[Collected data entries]
- - -
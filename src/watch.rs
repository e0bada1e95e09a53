//! Watch mode: live-reload tokens and source change detection.

use async_trait::async_trait;
use notify::{Config as NotifyConfig, Event, EventKind, PollWatcher, RecursiveMode, Watcher};
use std::collections::{BTreeSet, HashMap};
use std::path::{Path, PathBuf};
use std::sync::Mutex;
use std::time::Duration;
use tokio::sync::mpsc;
use tracing::{debug, trace};
use uuid::Uuid;

use crate::Result;

/// Issues the token a rendered HTML page uses to subscribe to reloads.
#[async_trait]
pub trait ReloadNotifier: Send + Sync {
    async fn register(&self, path: &Path) -> Result<String>;
}

/// Hands out one stable token per source path.
#[derive(Debug, Default)]
pub struct TokenRegistry {
    tokens: Mutex<HashMap<PathBuf, String>>,
}

impl TokenRegistry {
    pub fn new() -> Self {
        Self::default()
    }

    pub fn token_for(&self, path: &Path) -> Option<String> {
        self.tokens
            .lock()
            .unwrap_or_else(|poisoned| poisoned.into_inner())
            .get(path)
            .cloned()
    }

    pub fn len(&self) -> usize {
        self.tokens
            .lock()
            .unwrap_or_else(|poisoned| poisoned.into_inner())
            .len()
    }

    pub fn is_empty(&self) -> bool {
        self.len() == 0
    }
}

#[async_trait]
impl ReloadNotifier for TokenRegistry {
    async fn register(&self, path: &Path) -> Result<String> {
        let mut tokens = self
            .tokens
            .lock()
            .unwrap_or_else(|poisoned| poisoned.into_inner());
        let token = tokens
            .entry(path.to_path_buf())
            .or_insert_with(|| Uuid::new_v4().simple().to_string())
            .clone();
        Ok(token)
    }
}

/// Polls inputs and theme stylesheets for modifications.
pub struct SourceWatcher {
    _watcher: PollWatcher,
    events: mpsc::UnboundedReceiver<PathBuf>,
}

impl std::fmt::Debug for SourceWatcher {
    fn fmt(&self, f: &mut std::fmt::Formatter<'_>) -> std::fmt::Result {
        f.debug_struct("SourceWatcher").finish_non_exhaustive()
    }
}

impl SourceWatcher {
    pub fn new(paths: &[PathBuf], interval: Duration) -> Result<Self> {
        let (tx, rx) = mpsc::unbounded_channel();
        let mut watcher = PollWatcher::new(
            move |result: std::result::Result<Event, notify::Error>| {
                let Ok(event) = result else {
                    return;
                };
                if !matches!(event.kind, EventKind::Modify(_) | EventKind::Create(_)) {
                    return;
                }
                for path in event.paths {
                    trace!(path = %path.display(), "Change detected");
                    let _ = tx.send(path);
                }
            },
            NotifyConfig::default().with_poll_interval(interval),
        )?;

        for path in paths {
            let mode = if path.is_dir() {
                RecursiveMode::Recursive
            } else {
                RecursiveMode::NonRecursive
            };
            watcher.watch(path, mode)?;
            debug!(path = %path.display(), "Watching");
        }

        Ok(Self {
            _watcher: watcher,
            events: rx,
        })
    }

    /// Waits for the next change and gathers everything that follows within
    /// `debounce`. Returns `None` once the watcher has stopped.
    pub async fn changed(&mut self, debounce: Duration) -> Option<Vec<PathBuf>> {
        let first = self.events.recv().await?;
        let mut changed = BTreeSet::from([first]);
        while let Ok(Some(path)) = tokio::time::timeout(debounce, self.events.recv()).await {
            changed.insert(path);
        }
        Some(changed.into_iter().collect())
    }
}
- - -
Please retype the records above starting with the line that contains "watcher has stopped." and stopping after the last line, changing nothing.

— Your response —
    /// `debounce`. Returns `None` once the watcher has stopped.
    pub async fn changed(&mut self, debounce: Duration) -> Option<Vec<PathBuf>> {
        let first = self.events.recv().await?;
        let mut changed = BTreeSet::from([first]);
        while let Ok(Some(path)) = tokio::time::timeout(debounce, self.events.recv()).await {
            changed.insert(path);
        }
        Some(changed.into_iter().collect())
    }
}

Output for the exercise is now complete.